▶ [Exercise instructions] Which lines of the entries contain the string "into"? Copy each of them.

▶ [Extracted records]
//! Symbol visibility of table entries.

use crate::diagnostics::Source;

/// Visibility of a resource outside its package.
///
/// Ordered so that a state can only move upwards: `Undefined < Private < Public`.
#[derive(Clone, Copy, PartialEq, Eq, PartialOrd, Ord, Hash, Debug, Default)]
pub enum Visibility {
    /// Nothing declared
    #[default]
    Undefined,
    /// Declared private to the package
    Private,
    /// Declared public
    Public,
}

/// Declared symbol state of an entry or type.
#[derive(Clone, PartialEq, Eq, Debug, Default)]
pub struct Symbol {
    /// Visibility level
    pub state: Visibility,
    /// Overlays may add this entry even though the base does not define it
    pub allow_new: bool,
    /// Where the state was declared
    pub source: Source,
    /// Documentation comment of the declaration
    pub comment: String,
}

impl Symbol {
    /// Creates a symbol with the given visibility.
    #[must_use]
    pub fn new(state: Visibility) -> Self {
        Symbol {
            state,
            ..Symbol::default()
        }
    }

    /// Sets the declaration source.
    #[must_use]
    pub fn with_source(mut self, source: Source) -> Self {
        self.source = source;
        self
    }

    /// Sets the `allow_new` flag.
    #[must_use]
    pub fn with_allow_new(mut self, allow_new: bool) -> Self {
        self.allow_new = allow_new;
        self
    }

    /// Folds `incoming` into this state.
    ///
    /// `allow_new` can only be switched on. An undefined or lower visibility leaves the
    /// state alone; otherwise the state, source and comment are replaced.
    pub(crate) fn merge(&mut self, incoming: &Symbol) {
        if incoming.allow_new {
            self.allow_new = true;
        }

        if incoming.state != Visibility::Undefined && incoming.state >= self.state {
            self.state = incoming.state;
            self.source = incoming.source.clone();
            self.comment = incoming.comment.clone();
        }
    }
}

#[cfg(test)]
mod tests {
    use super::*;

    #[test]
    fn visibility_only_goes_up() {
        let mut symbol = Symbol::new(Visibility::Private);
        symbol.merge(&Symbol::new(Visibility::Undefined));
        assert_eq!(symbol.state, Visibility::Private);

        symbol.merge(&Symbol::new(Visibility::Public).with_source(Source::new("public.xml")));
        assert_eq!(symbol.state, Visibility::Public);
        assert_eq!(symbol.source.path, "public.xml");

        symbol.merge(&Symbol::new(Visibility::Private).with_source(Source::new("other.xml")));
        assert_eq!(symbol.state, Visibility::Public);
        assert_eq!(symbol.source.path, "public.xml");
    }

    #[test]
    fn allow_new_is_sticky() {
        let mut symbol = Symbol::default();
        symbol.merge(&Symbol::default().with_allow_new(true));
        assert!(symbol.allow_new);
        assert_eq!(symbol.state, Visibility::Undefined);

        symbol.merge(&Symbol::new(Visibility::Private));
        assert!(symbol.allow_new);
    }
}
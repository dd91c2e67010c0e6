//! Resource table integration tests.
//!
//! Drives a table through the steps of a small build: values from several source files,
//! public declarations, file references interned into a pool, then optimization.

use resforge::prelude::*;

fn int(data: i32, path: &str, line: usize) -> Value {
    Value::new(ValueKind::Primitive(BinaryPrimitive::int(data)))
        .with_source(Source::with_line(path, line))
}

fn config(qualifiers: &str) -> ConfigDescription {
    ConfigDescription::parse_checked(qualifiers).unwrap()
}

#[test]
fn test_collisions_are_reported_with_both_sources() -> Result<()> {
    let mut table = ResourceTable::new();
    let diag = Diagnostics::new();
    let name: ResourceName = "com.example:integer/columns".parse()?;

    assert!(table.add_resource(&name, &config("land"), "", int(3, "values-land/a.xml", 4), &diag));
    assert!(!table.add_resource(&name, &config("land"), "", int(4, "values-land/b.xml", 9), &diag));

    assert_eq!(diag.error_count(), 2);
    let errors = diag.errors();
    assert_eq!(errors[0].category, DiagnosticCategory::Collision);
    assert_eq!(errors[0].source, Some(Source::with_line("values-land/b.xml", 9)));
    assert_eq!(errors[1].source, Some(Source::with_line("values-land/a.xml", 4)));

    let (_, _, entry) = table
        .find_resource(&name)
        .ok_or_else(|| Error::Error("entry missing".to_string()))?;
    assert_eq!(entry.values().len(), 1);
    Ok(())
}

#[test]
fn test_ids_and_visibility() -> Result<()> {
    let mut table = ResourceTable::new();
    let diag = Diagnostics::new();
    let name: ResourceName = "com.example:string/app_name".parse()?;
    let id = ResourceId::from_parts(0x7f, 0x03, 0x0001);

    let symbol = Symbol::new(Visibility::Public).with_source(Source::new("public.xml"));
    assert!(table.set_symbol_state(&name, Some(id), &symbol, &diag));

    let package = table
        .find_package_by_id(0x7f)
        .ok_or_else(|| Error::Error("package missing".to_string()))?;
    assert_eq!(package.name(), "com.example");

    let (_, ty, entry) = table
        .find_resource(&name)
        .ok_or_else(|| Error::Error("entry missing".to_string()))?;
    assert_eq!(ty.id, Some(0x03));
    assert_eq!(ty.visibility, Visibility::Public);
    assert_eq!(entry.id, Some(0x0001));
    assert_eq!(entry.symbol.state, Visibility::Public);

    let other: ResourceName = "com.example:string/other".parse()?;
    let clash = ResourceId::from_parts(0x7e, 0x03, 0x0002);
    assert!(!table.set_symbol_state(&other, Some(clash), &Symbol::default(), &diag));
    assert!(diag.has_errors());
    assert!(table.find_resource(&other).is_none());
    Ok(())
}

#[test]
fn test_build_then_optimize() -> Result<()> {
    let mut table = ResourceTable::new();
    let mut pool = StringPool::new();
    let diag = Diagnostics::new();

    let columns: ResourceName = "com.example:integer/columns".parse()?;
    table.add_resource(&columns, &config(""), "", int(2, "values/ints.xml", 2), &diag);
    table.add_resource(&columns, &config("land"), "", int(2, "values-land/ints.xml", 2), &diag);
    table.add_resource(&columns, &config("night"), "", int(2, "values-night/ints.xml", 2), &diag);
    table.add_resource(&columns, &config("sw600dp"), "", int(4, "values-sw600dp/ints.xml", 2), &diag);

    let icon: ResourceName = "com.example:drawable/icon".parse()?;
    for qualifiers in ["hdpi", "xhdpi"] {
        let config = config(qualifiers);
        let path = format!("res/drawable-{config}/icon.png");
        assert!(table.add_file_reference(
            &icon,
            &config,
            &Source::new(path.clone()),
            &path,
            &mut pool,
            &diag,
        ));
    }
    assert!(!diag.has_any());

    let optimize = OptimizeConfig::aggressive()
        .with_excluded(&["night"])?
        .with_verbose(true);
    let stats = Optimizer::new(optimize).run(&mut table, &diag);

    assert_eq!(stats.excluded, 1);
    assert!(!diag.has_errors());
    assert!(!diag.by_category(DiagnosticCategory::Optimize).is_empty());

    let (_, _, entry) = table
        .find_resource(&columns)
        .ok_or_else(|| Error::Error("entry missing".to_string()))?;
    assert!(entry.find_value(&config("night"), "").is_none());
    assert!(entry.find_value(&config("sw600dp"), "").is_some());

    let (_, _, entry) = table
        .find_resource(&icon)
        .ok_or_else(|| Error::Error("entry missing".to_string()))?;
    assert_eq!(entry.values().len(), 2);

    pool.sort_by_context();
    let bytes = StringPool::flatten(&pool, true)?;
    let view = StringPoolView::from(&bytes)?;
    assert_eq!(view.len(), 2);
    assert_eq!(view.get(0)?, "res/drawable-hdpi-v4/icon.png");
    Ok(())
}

▶ [Your solution]
    /// Folds `incoming` into this state.
//! public declarations, file references interned into a pool, then optimization.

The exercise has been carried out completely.